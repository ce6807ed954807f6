//! The `dropgrade init` command.

use anyhow::Result;

pub fn execute() -> Result<()> {
    std::fs::create_dir_all("tasks")?;
    let example_path = std::path::Path::new("tasks/example.toml");
    if example_path.exists() {
        println!("tasks/example.toml already exists, skipping.");
    } else {
        std::fs::write(example_path, EXAMPLE_TASK)?;
        println!("Created tasks/example.toml");
    }

    println!("\nNext steps:");
    println!("  1. Edit tasks/example.toml with your elements and drop zones");
    println!("  2. Run: dropgrade validate --task tasks/example.toml");
    println!("  3. Run: dropgrade grade --task tasks/example.toml --place 0:0 --place 1:1");

    Ok(())
}

const EXAMPLE_TASK: &str = r#"title = "Example: planets and moons"

[settings]
size = { width = 620, height = 310 }

[behaviour]
try_again = true
reset_placements_on_retry = false

# Drop zones get ids 0, 1, ... in file order.
[[drop_zones]]
label = "Planets"
show_label = true
correct_elements = [0, 1]
x = 5
y = 5
width = 16
height = 10

[[drop_zones]]
label = "Moons"
show_label = true
correct_elements = [2]
x = 55
y = 5
width = 16
height = 10

# Elements get ids 0, 1, ... in file order. An element without drop zones
# is static: it is shown but never moved or scored.
[[elements]]
drop_zones = [0, 1]
x = 10
y = 75
width = 5
height = 2

[[elements]]
drop_zones = [0, 1]
x = 30
y = 75
width = 5
height = 2

[[elements]]
drop_zones = [0, 1]
x = 50
y = 75
width = 5
height = 2

# A distractor: it may be dropped anywhere but belongs nowhere.
[[elements]]
drop_zones = [0, 1]
x = 70
y = 75
width = 5
height = 2

[[elements]]
x = 40
y = 50
width = 10
height = 2
"#;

•••••

PROBLEM TO SOLVE: Only the lines from the beginning of the listing through the line containing "try_again = true" are wanted, each restated word for word.

ANSWER AREA:
repository ce6807ed954807f6
//! The `dropgrade init` command.

use anyhow::Result;

pub fn execute() -> Result<()> {
    std::fs::create_dir_all("tasks")?;
    let example_path = std::path::Path::new("tasks/example.toml");
    if example_path.exists() {
        println!("tasks/example.toml already exists, skipping.");
    } else {
        std::fs::write(example_path, EXAMPLE_TASK)?;
        println!("Created tasks/example.toml");
    }

    println!("\nNext steps:");
    println!("  1. Edit tasks/example.toml with your elements and drop zones");
    println!("  2. Run: dropgrade validate --task tasks/example.toml");
    println!("  3. Run: dropgrade grade --task tasks/example.toml --place 0:0 --place 1:1");

    Ok(())
}

const EXAMPLE_TASK: &str = r#"title = "Example: planets and moons"

[settings]
size = { width = 620, height = 310 }

[behaviour]
try_again = true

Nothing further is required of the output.